In March, Leslie Walker was charged with felony grand theft. The charge came after she wrote a $300 check in 2015 from the business account of Disaster Restoration — a company she helped found. The current owners, Justin and Brooke Hunter, are Walker’s former business partners. They claimed she didn’t have a right to the money and went to the police, which led to the charges.

But two months later, the charges against Walker were dropped after she said it was determined she had the legal authority to write, sign and cash the check.

“(Police) never contacted us or tried to get our side of the story,” Walker told EastIdahoNews.com. “(Police) took it to the prosecuting attorney, and she never did anything. She just took the word that Ashton Police had done their investigation. … It basically was a lazy, biased investigation.”

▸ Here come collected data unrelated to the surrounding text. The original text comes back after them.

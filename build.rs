use std::env;
use std::fs;
use std::path::{Path, PathBuf};

use syntect::dumps::dump_to_uncompressed_file;
use syntect::highlighting::ThemeSet;
use syntect::html::{ClassStyle, css_for_theme_with_class_style};
use two_face::syntax;
use walkdir::WalkDir;

fn main() {
    prepare_assets().expect("failed to prepare static site assets");

    let static_dir = Path::new("static");
    let templates_dir = Path::new("templates");

    println!("cargo:rerun-if-changed={}", static_dir.display());
    println!("cargo:rerun-if-changed={}", templates_dir.display());

    for dir in [static_dir, templates_dir] {
        if dir.is_dir() {
            for entry in WalkDir::new(dir).into_iter().flatten() {
                println!("cargo:rerun-if-changed={}", entry.path().display());
            }
        }
    }
}

fn prepare_assets() -> Result<(), String> {
    let out_dir = PathBuf::from(env::var("OUT_DIR").map_err(|err| err.to_string())?);
    write_site_stylesheet(&out_dir)?;
    write_syntax_pack(&out_dir)
}

fn write_site_stylesheet(out_dir: &Path) -> Result<(), String> {
    let base_path = Path::new("static").join("site.css");
    let base_css = fs::read_to_string(&base_path)
        .map_err(|err| format!("failed to read {}: {err}", base_path.display()))?;
    let theme_css = render_theme_css()?;

    let mut combined = String::with_capacity(base_css.len() + theme_css.len() + 200);
    combined.push_str(base_css.trim_end());
    combined.push_str(
        "\n\n/* --- Syntect theme (base16-ocean.light), generated at build time --- */\n",
    );
    combined.push_str(&theme_css);
    combined.push('\n');

    let dest = out_dir.join("site.css");
    fs::write(&dest, combined).map_err(|err| format!("failed to write {}: {err}", dest.display()))?;
    println!("cargo:rustc-env=SITE_CSS_FILE={}", dest.display());

    Ok(())
}

fn render_theme_css() -> Result<String, String> {
    let theme_set = ThemeSet::load_defaults();
    let theme = theme_set
        .themes
        .get("base16-ocean.light")
        .ok_or_else(|| "theme `base16-ocean.light` not found".to_string())?;

    css_for_theme_with_class_style(theme, ClassStyle::SpacedPrefixed { prefix: "syntax-" })
        .map_err(|err| err.to_string())
}

fn write_syntax_pack(out_dir: &Path) -> Result<(), String> {
    let syntax_set = syntax::extra_newlines();
    let pack_path = out_dir.join("syntaxes.packdump");
    dump_to_uncompressed_file(&syntax_set, &pack_path)
        .map_err(|err| format!("failed to encode syntax set: {err}"))?;

    println!("cargo:rustc-env=SYNTAX_PACK_FILE={}", pack_path.display());

    Ok(())
}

Before writing the check, Walker and her husband, Marty, dissolved their business partnership with the Hunters and Disaster Restoration. When the partnership dissolved, Walker said she retained access to a line of credit and the bank account used to start the company. She said the $300 was used to pay a business expense for Disaster Restoration.

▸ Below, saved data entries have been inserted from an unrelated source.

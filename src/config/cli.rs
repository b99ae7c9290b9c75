use std::path::PathBuf;

use clap::{Args, Parser, Subcommand, ValueHint, builder::BoolishValueParser};

/// Command-line arguments for the quire binary.
#[derive(Debug, Parser)]
#[command(
    name = "quire",
    version,
    about = "Build, lint and preview a markdown article corpus"
)]
pub struct CliArgs {
    /// Optional path to a configuration file.
    #[arg(
        long = "config-file",
        env = "QUIRE_CONFIG_FILE",
        value_name = "PATH",
        global = true,
        value_hint = ValueHint::FilePath
    )]
    pub config_file: Option<PathBuf>,

    /// Override the base log level (trace|debug|info|warn|error).
    #[arg(long = "log-level", value_name = "LEVEL", global = true)]
    pub log_level: Option<String>,

    /// Toggle JSON logging.
    #[arg(
        long = "log-json",
        value_name = "BOOL",
        global = true,
        num_args = 0..=1,
        default_missing_value = "true",
        value_parser = BoolishValueParser::new()
    )]
    pub log_json: Option<bool>,

    #[command(subcommand)]
    pub command: Option<Command>,
}

#[derive(Debug, Subcommand, Clone)]
pub enum Command {
    /// Render every document and write the static site (default).
    Build(BuildArgs),
    /// Parse, render and lint the corpus without writing anything.
    Check(CheckArgs),
    /// Print the rendered HTML body of a single document.
    Render(RenderArgs),
}

#[derive(Debug, Args, Default, Clone)]
pub struct ContentOverrides {
    /// Override the content directory.
    #[arg(long = "content-dir", value_name = "PATH", value_hint = ValueHint::DirPath)]
    pub content_dir: Option<PathBuf>,

    /// Include documents marked `draft: true`.
    #[arg(long = "drafts", action = clap::ArgAction::SetTrue)]
    pub drafts: bool,
}

#[derive(Debug, Args, Default, Clone)]
pub struct BuildArgs {
    #[command(flatten)]
    pub content: ContentOverrides,

    /// Override the output directory.
    #[arg(long = "output-dir", value_name = "PATH", value_hint = ValueHint::DirPath)]
    pub output_dir: Option<PathBuf>,

    /// Maximum number of concurrent render tasks.
    #[arg(long, value_name = "COUNT")]
    pub concurrency: Option<usize>,

    /// Override the public base URL used for feeds and canonical links.
    #[arg(long = "base-url", value_name = "URL")]
    pub base_url: Option<String>,

    /// Remove the output directory before writing.
    #[arg(
        long = "clean",
        value_name = "BOOL",
        num_args = 0..=1,
        default_missing_value = "true",
        value_parser = BoolishValueParser::new()
    )]
    pub clean: Option<bool>,
}

#[derive(Debug, Args, Default, Clone)]
pub struct CheckArgs {
    #[command(flatten)]
    pub content: ContentOverrides,

    /// Treat lint warnings as errors.
    #[arg(long = "deny-warnings", action = clap::ArgAction::SetTrue)]
    pub deny_warnings: bool,
}

#[derive(Debug, Args, Clone)]
pub struct RenderArgs {
    /// Skip HTML sanitisation (diagnostics only).
    #[arg(long = "no-sanitize", action = clap::ArgAction::SetTrue)]
    pub no_sanitize: bool,

    /// Print the full render output (HTML, TOC, references, metrics) as JSON.
    #[arg(long = "json", action = clap::ArgAction::SetTrue, conflicts_with = "no_sanitize")]
    pub json: bool,

    /// Markdown document to render.
    #[arg(value_name = "FILE", value_hint = ValueHint::FilePath)]
    pub file: PathBuf,
}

RELATED | St. Anthony woman charged with grand theft after police say she wrote unauthorized checks

Walker believes Justin Hunter and the Ashton Police detective who performed the investigation, were friends, which she says played a role in charges being filed.

“Justin Hunter went to the police officer,” Walker said. “Through our investigation, our lawyer determined they are good friends.”

Ashton Police Chief Greg Griffel told EastIdahoNews.com that was not the case. He says the detective did not have any contact with the Hunters before investigating the incident, and the detective did not know the couple other than that they owned a local business. Griffel also said the detective followed department protocol while investigating.

“When we receive a call and any kind of incident, we investigate it regardless of who it is,” Griffel said. “We investigate everybody the same. … Unfortunately, that is going to put people in a position where they will get their feelings hurt.”

The detective performed his investigation in the latter part of 2019, and in November sent his affidavit of probable cause to the county prosecutor’s office. In the document, the detective says he took the complaint from the Hunters. He wrote the couple provided information that allegedly showed Walker was not on the business account and said she did not have permission to write the check.

The affidavit led to the March grand theft charge. Walker was issued a court summons; however, before Walker could appear, Fremont County Prosecutor Marcia Murdoch dismissed the charge.

East Idaho News contacted Murdoch immediately after the dismissal of the charge, but she declined to comment.

Although the criminal charges against Walker were dropped, there are still civil proceedings going on between the Walkers and the Hunters. On Dec. 17, 2019, the Hunters filed a lawsuit claiming the Walkers failed to meet their contractual obligations when dissolving the company.

The Hunters claim the Walkers did not allow the Hunters to use tools and other equipment for Disaster Restoration.

The Walkers responded with a counterclaim, saying they opened a line of credit in their name where the Hunters allegedly withdrew $24,000. The purchases included a trailer valued at $4,500 and $2,000 of expenses paid by the Walkers on behalf of the Hunters.

Additionally, the counterclaim asserts the criminal charge was part of an effort by the Hunters to discredit Walker.

“Justin Hunter and Brooke Hunter did conspire with (the detective), a police officer for the City of Ashton, to maliciously and wrongfully cause the prosecution of defendant Leslie Walker,” the Walkers’ attorney, Lynn Hossner, writes in the counterclaim. “When in truth and in fact, the said defendant Leslie Walker had not committed such felony crime, and there was no probable cause to assert that she had done so.”

Due to the emotional distress and “permanent and irreparable injury” to Leslie Walker’s reputation allegedly caused by the Hunters, the Walkers are seeking $75,000. The Hunters are not seeking a specific amount in their claim.

Josh Garner, the attorney for the Hunters, had no comment about the criminal case or civil complaint.

A jury trial for the lawsuit is scheduled to begin Dec. 3 in Fremont County.